As for this tea set, I brought up the Log Lady earlier for a reason. I received this tea set from my parents for my birthday. The minute I saw it, I knew it had to be mine and when they asked me what I wanted I pointed them squarely in this direction. They're from an online store called Have You Met Miss Jones and are made of the most gorgeous bone china with a detailed "driftwood" pattern although I just thought of the Log Lady and Snow White in the forest when I saw it. And of course another item that I got for my birthday was from Suze - an adorable stand Mixer timer (which I feel Norma would have used).

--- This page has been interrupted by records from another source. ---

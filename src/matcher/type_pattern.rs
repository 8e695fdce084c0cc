use super::NamePattern;
use crate::config::{Captures, WildcardManager};
use crate::jvm::{BaseType, FieldType, MethodDescriptor};

/// Pattern over a single type, as written in a member specification
///
/// `%` matches any primitive type, `***` matches any type at all; class
/// names go through the ordinary wildcard name matcher.
#[derive(Clone, Debug)]
pub enum TypePattern {
    Primitive(BaseType),
    /// `%`
    AnyPrimitive { index: usize },
    /// `***`
    AnyType { index: usize },
    Class(NamePattern),
    Array {
        dimensions: usize,
        element: Box<TypePattern>,
    },
}

impl TypePattern {
    /// Compile a Java-syntax type word (`int`, `com.example.*`, `%[][]`, ...)
    ///
    /// The word arrives in external form; class-name parts are converted to
    /// internal form before compilation so matching runs against binary
    /// names.
    pub fn compile(word: &str, manager: &mut WildcardManager) -> Result<TypePattern, String> {
        let mut base = word;
        let mut dimensions = 0;
        while let Some(stripped) = base.strip_suffix("[]") {
            base = stripped;
            dimensions += 1;
        }
        if base.is_empty() {
            return Err(format!("Invalid type '{}'", word));
        }

        let element = if base == "%" {
            TypePattern::AnyPrimitive {
                index: manager.reserve(),
            }
        } else if base == "***" {
            TypePattern::AnyType {
                index: manager.reserve(),
            }
        } else if let Some(primitive) = BaseType::from_java_keyword(base) {
            TypePattern::Primitive(primitive)
        } else {
            let internal = base.replace('.', "/");
            TypePattern::Class(NamePattern::compile(&internal, manager)?)
        };

        if dimensions == 0 {
            Ok(element)
        } else {
            Ok(TypePattern::Array {
                dimensions,
                element: Box::new(element),
            })
        }
    }

    pub fn matches(&self, typ: &FieldType, captures: &mut Captures) -> bool {
        match self {
            TypePattern::Primitive(base) => matches!(typ, FieldType::Base(b) if b == base),
            TypePattern::AnyPrimitive { index } => match typ {
                FieldType::Base(base) => {
                    captures.set(*index, base.java_keyword());
                    true
                }
                _ => false,
            },
            TypePattern::AnyType { index } => {
                captures.set(*index, &typ.display_java());
                true
            }
            TypePattern::Class(pattern) => match typ {
                FieldType::Object(name) => pattern.matches(name.as_ref(), captures),
                _ => false,
            },
            TypePattern::Array {
                dimensions,
                element,
            } => match typ {
                FieldType::Array {
                    dimensions: d,
                    element: e,
                } => d == dimensions && element.matches(e, captures),
                _ => false,
            },
        }
    }
}

/// Pattern over a method's argument list
#[derive(Clone, Debug)]
pub enum ArgumentsPattern {
    /// `...`: any number of arguments of any type
    Any,
    List(Vec<TypePattern>),
}

impl ArgumentsPattern {
    pub fn matches(&self, parameters: &[FieldType], captures: &mut Captures) -> bool {
        match self {
            ArgumentsPattern::Any => true,
            ArgumentsPattern::List(patterns) => {
                patterns.len() == parameters.len()
                    && patterns
                        .iter()
                        .zip(parameters)
                        .all(|(pattern, parameter)| pattern.matches(parameter, captures))
            }
        }
    }
}

/// Pattern over a full method descriptor: return type plus argument list
#[derive(Clone, Debug)]
pub struct DescriptorPattern {
    /// `None` stands for `void`
    pub return_type: Option<TypePattern>,
    pub arguments: ArgumentsPattern,
}

impl DescriptorPattern {
    pub fn matches(&self, descriptor: &MethodDescriptor, captures: &mut Captures) -> bool {
        let return_matches = match (&self.return_type, &descriptor.return_type) {
            (None, None) => true,
            (Some(pattern), Some(typ)) => pattern.matches(typ, captures),
            // `***` also covers void returns
            (Some(TypePattern::AnyType { index }), None) => {
                captures.set(*index, "void");
                true
            }
            _ => false,
        };
        return_matches && self.arguments.matches(&descriptor.parameters, captures)
    }
}

#[cfg(test)]
mod test {
    use super::*;
    use crate::jvm::ParseDescriptor;

    fn compile(word: &str) -> (TypePattern, WildcardManager) {
        let mut manager = WildcardManager::new();
        let pattern = TypePattern::compile(word, &mut manager).unwrap();
        (pattern, manager)
    }

    fn type_matches(word: &str, descriptor: &str) -> bool {
        let (pattern, manager) = compile(word);
        let typ = FieldType::parse(descriptor).unwrap();
        pattern.matches(&typ, &mut manager.captures())
    }

    #[test]
    fn primitives() {
        assert!(type_matches("int", "I"));
        assert!(!type_matches("int", "J"));
        assert!(type_matches("boolean", "Z"));
    }

    #[test]
    fn any_primitive() {
        assert!(type_matches("%", "I"));
        assert!(type_matches("%", "D"));
        assert!(!type_matches("%", "Ljava/lang/String;"));
        assert!(!type_matches("%", "[I"));
    }

    #[test]
    fn any_type() {
        assert!(type_matches("***", "I"));
        assert!(type_matches("***", "Ljava/lang/String;"));
        assert!(type_matches("***", "[[Lcom/example/Foo;"));
    }

    #[test]
    fn class_name_wildcards() {
        assert!(type_matches("com.example.*", "Lcom/example/Foo;"));
        assert!(!type_matches("com.example.*", "Lcom/example/sub/Foo;"));
        assert!(type_matches("com.example.**", "Lcom/example/sub/Foo;"));
        assert!(!type_matches("com.example.*", "I"));
    }

    #[test]
    fn arrays_match_exact_dimensions() {
        assert!(type_matches("int[]", "[I"));
        assert!(!type_matches("int[]", "[[I"));
        assert!(type_matches("com.example.Foo[][]", "[[Lcom/example/Foo;"));
        assert!(!type_matches("int[]", "I"));
    }

    #[test]
    fn method_descriptor_pattern() {
        let mut manager = WildcardManager::new();
        let pattern = DescriptorPattern {
            return_type: Some(TypePattern::compile("int", &mut manager).unwrap()),
            arguments: ArgumentsPattern::List(vec![
                TypePattern::compile("java.lang.String", &mut manager).unwrap(),
            ]),
        };

        let descriptor = MethodDescriptor::parse("(Ljava/lang/String;)I").unwrap();
        assert!(pattern.matches(&descriptor, &mut manager.captures()));

        let wrong_arity = MethodDescriptor::parse("(Ljava/lang/String;I)I").unwrap();
        assert!(!pattern.matches(&wrong_arity, &mut manager.captures()));
    }

    #[test]
    fn any_arguments() {
        let mut manager = WildcardManager::new();
        let pattern = DescriptorPattern {
            return_type: Some(TypePattern::compile("***", &mut manager).unwrap()),
            arguments: ArgumentsPattern::Any,
        };

        for descriptor in ["()V", "(IJ)I", "(Ljava/lang/String;)Ljava/lang/Object;"] {
            let descriptor = MethodDescriptor::parse(descriptor).unwrap();
            assert!(pattern.matches(&descriptor, &mut manager.captures()));
        }
    }

    #[test]
    fn any_type_captures_java_text() {
        let (pattern, manager) = compile("***");
        let mut captures = manager.captures();
        assert!(pattern.matches(&FieldType::parse("[I").unwrap(), &mut captures));
        assert_eq!(captures.get(1), Some("int[]"));
    }
}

Now that Twin Peaks has been released on DVD I can dance dreamily to the music in the privacy of my imaginary Great Northern Hotel room accompanied by the Agent Cooper, Audrey, Andy, Donna, the log lady, the giant and the dwarf. And we're all eating Cherry Pie.
Agent Cooper's Cherry Pie from Twin Peaks
An original recipe by Not Quite Nigella
2 1/4 cups plain flour
3/4 cup cold butter plus an extra tablespoon (210 grams total)
1/2 teaspoon salt
1/2 cup Iced water (scant)
1 lightly buttered pie plate
3 cups sour cherries, pitted and drained
1 cup sugar
2 tablespoons cornstarch
1 teaspoons vanilla bean paste
finely grated zest from 1/2 lemon
2 tablespoons milk for pastry glaze
Step 1 - Make shortcrust pastry ahead of time as the key to pastry is relaxing the dough. In a food processor combine all ingredients except for the iced water and whizz together briefly. Then add iced water until it starts to come together and then empty the contents of the processor onto a board and knead briefly. Separate into two rounds, one round using 2/3 of the dough and then another one using the remaining 1/3 of the dough. Cover in cling wrap and refrigerate for at least 45 minutes.
Step 2 - Take your pie plate. Roll out the larger round of pastry to fit the glass plate. Then roll out smaller one into an oval shape and cut into strips to make lattice pattern and place on a clean plate. Place both the glass pie plate and the lattice strip plate in the refrigerator for another 30 minutes-this is important to prevent pastry shrinkage (you could do the pastry ahead of time and refrigerate it).
Step 3 - Preheat oven to 180C/350F. Place foil on top of the pastry snugly but gently against the pastry (the foil helps prevent the pastry from puffing up too much). Weigh it down with ceramic weights or dried beans or rice and blind bake for 25 minutes. Cool for 20 minutes.
Step 4 - Mix the filling ingredients in a large bowl until well incorporated. Place on top of prebaked pastry and then decorate with lattice strips. Brush pastry with milk. Lay the pie dish on top of a baking tray (sometimes the cherries spill over a little) and bake for 35 minutes until golden. Serve a la mode with vanilla ice cream.